Recurrent Neural Networks (RNNs)

  • a class of artificial neural networks designed to recognize patterns in sequences of data.
  • RNNs have connections that form directed cycles, allowing them to maintain an internal memory or “state” as they process sequential information

Recurrent Neural Networks (RNNs)

  • RNNs process inputs sequentially, one element at a time
  • RNNs maintain a memory of previous inputs through their hidden state
  • This makes them well-suited for tasks involving sequential data like text, time series, or speech

RNNs layers in Keras

SimpleRNN - Basic RNN implementation with the simplest formulation:

tf.keras.layers.SimpleRNN(64, activation = "tanh", recurrent_activation = "sigmoid", 
                          return_sequences = False, return_state = False)

LSTM (Long Short-Term Memory) - Addresses the vanishing gradient problem in standard RNNs:

tf.keras.layers.LSTM(64, activation = "tanh", recurrent_activation = "sigmoid", 
                     return_sequences = False, return_state = False)

GRU (Gated Recurrent Unit) - Simplified version of LSTM with fewer parameters

tf.keras.layers.GRU(64, activation = "tanh", recurrent_activation = "sigmoid", 
                    return_sequences = False, return_state = False)

RNNs layers in Keras

Bidirectional - Wrapper that can be applied to any RNN layer to process sequences in both directions:

tf.keras.layers.Bidirectional(tf.keras.layers.LSTM(64))

Activation functions

The tanh (hyperbolic tangent) activation function is a commonly used activation function in recurrent neural networks like LSTMs and GRUs.

The sigmoid activation function is a mathematical function that transforms input values into an output range between 0 and 1. It’s commonly used in binary classification problems.

Case study

The IMDB dataset contains 25,000 movies reviews from IMDB, labeled by sentiment (positive/negative).

Reviews have been preprocessed, and each review is encoded as a list of word indexes (integers).
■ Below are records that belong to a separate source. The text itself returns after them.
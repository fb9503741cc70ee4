use serde::{Deserialize, Serialize};

/// Identifier of an entity within a scene.
///
/// Ids are handed out in increasing order, so ordering by id is the same as
/// ordering by creation.
#[derive(Debug, Clone, Copy, PartialEq, Eq, Hash, PartialOrd, Ord, Serialize, Deserialize)]
pub struct EntityId(pub u32);

impl EntityId {
    /// The id that follows this one.
    pub fn next(self) -> Self {
        Self(self.0 + 1)
    }
}

impl std::fmt::Display for EntityId {
    fn fmt(&self, f: &mut std::fmt::Formatter<'_>) -> std::fmt::Result {
        write!(f, "#{}", self.0)
    }
}
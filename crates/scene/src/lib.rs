//! Scene model: what gets drawn and from where.
//!
//! # Invariants
//! - Entities only reference meshes and materials that exist in the scene.
//! - There is always at least one camera; the active index is in range.
//! - Entity iteration order is creation order.

pub mod camera;
pub mod config;
pub mod entity;
pub mod light;
pub mod material;
pub mod scene;

pub use camera::{Camera, Projection};
pub use config::SceneConfig;
pub use entity::{Entity, Sky};
pub use light::{Light, LightKind, MAX_LIGHTS, MIN_SPOT_CONE_GAP};
pub use material::{
    AddressMode, FilterMode, Material, MaterialHandle, SamplerSettings, ShadingModel, TextureSlot,
};
pub use scene::{Scene, SceneError};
For convenience, words are indexed by overall frequency in the dataset, so that for instance the integer “3” encodes the 3rd most frequent word in the data.

This allows for quick filtering operations such as: “only consider the top 10,000 most common words, but eliminate the top 20 most common words”.
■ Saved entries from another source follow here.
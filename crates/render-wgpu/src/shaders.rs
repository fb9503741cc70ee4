use lumen_scene::{MAX_LIGHTS, ShadingModel};

/// Uniform structs shared by every pipeline. Layouts mirror `uniforms.rs`.
const COMMON: &str = r#"
const LIGHT_DIRECTIONAL: u32 = 0u;
const LIGHT_POINT: u32 = 1u;
const LIGHT_SPOT: u32 = 2u;

struct Light {
    color: vec3<f32>,
    intensity: f32,
    position: vec3<f32>,
    range: f32,
    direction: vec3<f32>,
    kind: u32,
    spot_inner_cos: f32,
    spot_outer_cos: f32,
    _pad: vec2<f32>,
};

struct Frame {
    view_proj: mat4x4<f32>,
    sky_view_proj: mat4x4<f32>,
    camera_position: vec3<f32>,
    light_count: u32,
    ambient: vec4<f32>,
    lights: array<Light, MAX_LIGHTS>,
};

@group(0) @binding(0)
var<uniform> frame: Frame;
"#;

/// Per-draw data, material textures and the shared vertex stage.
const SURFACE: &str = r#"
struct Draw {
    world: mat4x4<f32>,
    world_inverse_transpose: mat4x4<f32>,
    tint: vec4<f32>,
    uv_transform: vec4<f32>,
    roughness: f32,
    _pad0: f32,
    _pad1: f32,
    _pad2: f32,
};

@group(1) @binding(0)
var<uniform> draw: Draw;

@group(2) @binding(0)
var albedo_tex: texture_2d<f32>;
@group(2) @binding(1)
var normal_tex: texture_2d<f32>;
@group(2) @binding(2)
var surface_sampler: sampler;

struct VertexInput {
    @location(0) position: vec3<f32>,
    @location(1) normal: vec3<f32>,
    @location(2) uv: vec2<f32>,
    @location(3) tangent: vec3<f32>,
};

struct VertexOutput {
    @builtin(position) clip_position: vec4<f32>,
    @location(0) world_position: vec3<f32>,
    @location(1) world_normal: vec3<f32>,
    @location(2) world_tangent: vec3<f32>,
    @location(3) uv: vec2<f32>,
};

@vertex
fn vs_main(vertex: VertexInput) -> VertexOutput {
    let world_pos = draw.world * vec4<f32>(vertex.position, 1.0);

    var out: VertexOutput;
    out.clip_position = frame.view_proj * world_pos;
    out.world_position = world_pos.xyz;
    out.world_normal = (draw.world_inverse_transpose * vec4<f32>(vertex.normal, 0.0)).xyz;
    out.world_tangent = (draw.world * vec4<f32>(vertex.tangent, 0.0)).xyz;
    out.uv = vertex.uv * draw.uv_transform.xy + draw.uv_transform.zw;
    return out;
}
"#;

const LIT: &str = r#"
// Tangent-space normal from the normal map, moved to world space.
fn surface_normal(normal: vec3<f32>, tangent: vec3<f32>, uv: vec2<f32>) -> vec3<f32> {
    let n = normalize(normal);
    let t = normalize(tangent - dot(tangent, n) * n);
    let b = cross(t, n);
    let sampled = textureSample(normal_tex, surface_sampler, uv).xyz * 2.0 - 1.0;
    return normalize(mat3x3<f32>(t, b, n) * sampled);
}

fn range_attenuation(dist: f32, range: f32) -> f32 {
    let falloff = saturate(1.0 - (dist * dist) / (range * range));
    return falloff * falloff;
}

@fragment
fn fs_main(in: VertexOutput) -> @location(0) vec4<f32> {
    let albedo = textureSample(albedo_tex, surface_sampler, in.uv) * draw.tint;
    let n = surface_normal(in.world_normal, in.world_tangent, in.uv);
    let to_eye = normalize(frame.camera_position - in.world_position);
    let roughness = saturate(draw.roughness);
    let shininess = mix(256.0, 2.0, roughness);

    var diffuse = frame.ambient.rgb;
    var specular = vec3<f32>(0.0);
    let count = min(frame.light_count, MAX_LIGHTS);
    for (var i = 0u; i < count; i += 1u) {
        let light = frame.lights[i];
        var to_light: vec3<f32>;
        var attenuation = 1.0;
        if light.kind == LIGHT_DIRECTIONAL {
            to_light = -light.direction;
        } else {
            let offset = light.position - in.world_position;
            let dist = length(offset);
            to_light = offset / max(dist, 1e-4);
            attenuation = range_attenuation(dist, light.range);
            if light.kind == LIGHT_SPOT {
                let cos_angle = dot(-to_light, light.direction);
                attenuation *= smoothstep(light.spot_outer_cos, light.spot_inner_cos, cos_angle);
            }
        }

        let n_dot_l = saturate(dot(n, to_light));
        let radiance = light.color * light.intensity * attenuation;
        diffuse += radiance * n_dot_l;
        if n_dot_l > 0.0 {
            let reflected = reflect(-to_light, n);
            let highlight = pow(saturate(dot(reflected, to_eye)), shininess);
            specular += radiance * highlight * (1.0 - roughness);
        }
    }

    return vec4<f32>(albedo.rgb * diffuse + specular, albedo.a);
}
"#;

const UNLIT: &str = r#"
@fragment
fn fs_main(in: VertexOutput) -> @location(0) vec4<f32> {
    return textureSample(albedo_tex, surface_sampler, in.uv) * draw.tint;
}
"#;

const DEBUG_NORMALS: &str = r#"
@fragment
fn fs_main(in: VertexOutput) -> @location(0) vec4<f32> {
    return vec4<f32>(normalize(in.world_normal) * 0.5 + 0.5, 1.0);
}
"#;

const DEBUG_UVS: &str = r#"
@fragment
fn fs_main(in: VertexOutput) -> @location(0) vec4<f32> {
    return vec4<f32>(fract(in.uv), 0.0, 1.0);
}
"#;

const SKY: &str = r#"
@group(1) @binding(0)
var sky_tex: texture_cube<f32>;
@group(1) @binding(1)
var sky_sampler: sampler;

struct SkyOutput {
    @builtin(position) clip_position: vec4<f32>,
    @location(0) direction: vec3<f32>,
};

@vertex
fn vs_main(@location(0) position: vec3<f32>) -> SkyOutput {
    var out: SkyOutput;
    // w for z pins the sky to the far plane.
    out.clip_position = (frame.sky_view_proj * vec4<f32>(position, 1.0)).xyww;
    out.direction = position;
    return out;
}

@fragment
fn fs_main(in: SkyOutput) -> @location(0) vec4<f32> {
    return textureSample(sky_tex, sky_sampler, in.direction);
}
"#;

fn prelude() -> String {
    format!("const MAX_LIGHTS: u32 = {MAX_LIGHTS}u;\n{COMMON}")
}

/// Full WGSL source for a surface pipeline.
pub fn surface_source(shading: ShadingModel) -> String {
    let fragment = match shading {
        ShadingModel::Lit => LIT,
        ShadingModel::Unlit => UNLIT,
        ShadingModel::DebugNormals => DEBUG_NORMALS,
        ShadingModel::DebugUvs => DEBUG_UVS,
    };
    format!("{}{SURFACE}{fragment}", prelude())
}

pub fn sky_source() -> String {
    format!("{}{SKY}", prelude())
}

#[cfg(test)]
mod tests {
    use super::*;

    #[test]
    fn every_surface_has_both_stages() {
        for shading in ShadingModel::ALL {
            let src = surface_source(shading);
            assert_eq!(src.matches("fn vs_main").count(), 1, "{shading:?}");
            assert_eq!(src.matches("fn fs_main").count(), 1, "{shading:?}");
        }
    }

    #[test]
    fn light_array_length_follows_constant() {
        let src = sky_source();
        assert!(src.starts_with(&format!("const MAX_LIGHTS: u32 = {MAX_LIGHTS}u;")));
        assert!(src.contains("array<Light, MAX_LIGHTS>"));
    }

    #[test]
    fn lit_uses_normal_map_and_all_light_kinds() {
        let src = surface_source(ShadingModel::Lit);
        assert!(src.contains("textureSample(normal_tex"));
        assert!(src.contains("LIGHT_SPOT"));
        assert!(src.contains("range_attenuation"));
    }
}
use glam::{Vec2, Vec4};
use lumen_assets::TextureHandle;
use serde::{Deserialize, Serialize};
use std::collections::BTreeMap;

/// Handle to a material registered in a scene.
#[derive(Debug, Clone, Copy, PartialEq, Eq, Hash, PartialOrd, Ord, Serialize, Deserialize)]
pub struct MaterialHandle(pub u32);

/// Which shader pair a material is drawn with.
#[derive(
    Debug, Clone, Copy, PartialEq, Eq, Hash, PartialOrd, Ord, Default, Serialize, Deserialize,
)]
#[serde(rename_all = "snake_case")]
pub enum ShadingModel {
    #[default]
    Lit,
    Unlit,
    DebugNormals,
    DebugUvs,
}

impl ShadingModel {
    pub const ALL: [ShadingModel; 4] = [
        ShadingModel::Lit,
        ShadingModel::Unlit,
        ShadingModel::DebugNormals,
        ShadingModel::DebugUvs,
    ];

    pub fn label(self) -> &'static str {
        match self {
            ShadingModel::Lit => "Lit",
            ShadingModel::Unlit => "Unlit",
            ShadingModel::DebugNormals => "Debug Normals",
            ShadingModel::DebugUvs => "Debug UVs",
        }
    }
}

/// Named texture slots a material can fill.
#[derive(Debug, Clone, Copy, PartialEq, Eq, Hash, PartialOrd, Ord, Serialize, Deserialize)]
#[serde(rename_all = "snake_case")]
pub enum TextureSlot {
    Albedo,
    Normal,
}

impl TextureSlot {
    pub fn label(self) -> &'static str {
        match self {
            TextureSlot::Albedo => "Albedo",
            TextureSlot::Normal => "Normal Map",
        }
    }
}

#[derive(Debug, Clone, Copy, PartialEq, Eq, Hash, Default, Serialize, Deserialize)]
#[serde(rename_all = "snake_case")]
pub enum AddressMode {
    #[default]
    Wrap,
    Clamp,
    Mirror,
}

#[derive(Debug, Clone, Copy, PartialEq, Eq, Hash, Default, Serialize, Deserialize)]
#[serde(rename_all = "snake_case")]
pub enum FilterMode {
    #[default]
    Linear,
    Nearest,
}

/// Sampler description. Backends create one sampler per distinct value.
#[derive(Debug, Clone, Copy, PartialEq, Eq, Hash, Serialize, Deserialize)]
#[serde(default)]
pub struct SamplerSettings {
    pub address: AddressMode,
    pub filter: FilterMode,
    /// 1 disables anisotropic filtering.
    pub anisotropy: u16,
}

impl Default for SamplerSettings {
    fn default() -> Self {
        Self {
            address: AddressMode::Wrap,
            filter: FilterMode::Linear,
            anisotropy: 16,
        }
    }
}

/// Surface description: shading model, tint, textures and UV transform.
#[derive(Debug, Clone, PartialEq)]
pub struct Material {
    pub name: String,
    color_tint: Vec4,
    roughness: f32,
    uv_scale: Vec2,
    uv_offset: Vec2,
    shading: ShadingModel,
    textures: BTreeMap<TextureSlot, TextureHandle>,
    sampler: SamplerSettings,
}

impl Material {
    pub fn new(name: impl Into<String>, color_tint: Vec4, shading: ShadingModel) -> Self {
        Self {
            name: name.into(),
            color_tint,
            roughness: 0.5,
            uv_scale: Vec2::ONE,
            uv_offset: Vec2::ZERO,
            shading,
            textures: BTreeMap::new(),
            sampler: SamplerSettings::default(),
        }
    }

    pub fn with_roughness(mut self, roughness: f32) -> Self {
        self.set_roughness(roughness);
        self
    }

    pub fn with_texture(mut self, slot: TextureSlot, texture: TextureHandle) -> Self {
        self.textures.insert(slot, texture);
        self
    }

    pub fn with_uv_transform(mut self, scale: Vec2, offset: Vec2) -> Self {
        self.uv_scale = scale;
        self.uv_offset = offset;
        self
    }

    pub fn with_sampler(mut self, sampler: SamplerSettings) -> Self {
        self.sampler = sampler;
        self
    }

    pub fn color_tint(&self) -> Vec4 {
        self.color_tint
    }

    pub fn set_color_tint(&mut self, tint: Vec4) {
        self.color_tint = tint;
    }

    /// Replace the tint's colour, keeping its alpha.
    pub fn set_tint_rgb(&mut self, rgb: glam::Vec3) {
        self.color_tint = rgb.extend(self.color_tint.w);
    }

    pub fn roughness(&self) -> f32 {
        self.roughness
    }

    /// Roughness is kept in 0..=1.
    pub fn set_roughness(&mut self, roughness: f32) {
        self.roughness = if roughness.is_nan() {
            0.0
        } else {
            roughness.clamp(0.0, 1.0)
        };
    }

    pub fn uv_scale(&self) -> Vec2 {
        self.uv_scale
    }

    pub fn set_uv_scale(&mut self, scale: Vec2) {
        self.uv_scale = scale;
    }

    pub fn uv_offset(&self) -> Vec2 {
        self.uv_offset
    }

    pub fn set_uv_offset(&mut self, offset: Vec2) {
        self.uv_offset = offset;
    }

    pub fn shading(&self) -> ShadingModel {
        self.shading
    }

    pub fn set_shading(&mut self, shading: ShadingModel) {
        self.shading = shading;
    }

    pub fn texture(&self, slot: TextureSlot) -> Option<TextureHandle> {
        self.textures.get(&slot).copied()
    }

    pub fn set_texture(&mut self, slot: TextureSlot, texture: Option<TextureHandle>) {
        match texture {
            Some(t) => {
                self.textures.insert(slot, t);
            }
            None => {
                self.textures.remove(&slot);
            }
        }
    }

    pub fn textures(&self) -> impl Iterator<Item = (TextureSlot, TextureHandle)> + '_ {
        self.textures.iter().map(|(slot, tex)| (*slot, *tex))
    }

    pub fn sampler(&self) -> SamplerSettings {
        self.sampler
    }

    pub fn set_sampler(&mut self, sampler: SamplerSettings) {
        self.sampler = sampler;
    }
}
//! Input: held keys and buttons, mouse motion, key bindings.
//!
//! # Invariants
//! - While the UI captures the keyboard (or mouse), no key (or button) reads
//!   as held or pressed.
//! - The window system is mapped in the app; nothing here depends on it.

pub mod action;
pub mod state;

pub use action::{Action, Key, KeyBindings, MouseButton};
pub use state::InputState;

pub fn crate_info() -> &'static str {
    "lumen-input v0.1.0"
}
(x_train, y_train), (x_test, y_test) = tf.keras.datasets.imdb.load_data(num_words = 10000)

Case study – solution

import tensorflow as tf

def main():
    # load the IMDB dataset (movie reviews with sentiment labels)
    # this dataset contains 50,000 movie reviews split for training and testing
    (x_train, y_train), (x_test, y_test) = tf.keras.datasets.imdb.load_data(num_words = 10000)

    # Convert sequences to same length through padding
    max_length = 256
    x_train = tf.keras.preprocessing.sequence.pad_sequences(x_train, maxlen = max_length)
    x_test = tf.keras.preprocessing.sequence.pad_sequences(x_test, maxlen = max_length)

    # Build a simple model for text classification
    model = tf.keras.Sequential([
        # embedding layer - converts integer indices to dense vectors
        tf.keras.layers.Embedding(input_dim=10000, output_dim=128),

        tf.keras.layers.Bidirectional(tf.keras.layers.LSTM(64)),

        tf.keras.layers.Flatten(),
        
        tf.keras.layers.Dense(64, activation="relu"),
        tf.keras.layers.Dropout(0.3),
        
        # output layer for binary classification (positive/negative sentiment)
        tf.keras.layers.Dense(1, activation="sigmoid")
    ])

    # compile the model
    model.compile(
        optimizer="adam",
        loss="binary_crossentropy",
        metrics=["accuracy", "precision", "recall"]
    )

    # train the model
    model.fit(
        x_train, y_train,
        epochs=5,
        batch_size=128,
        validation_split=0.2
    )

    # evaluate the model on test data
    print("********** model evaluation *******")
    model.evaluate(x_test, y_test)

main()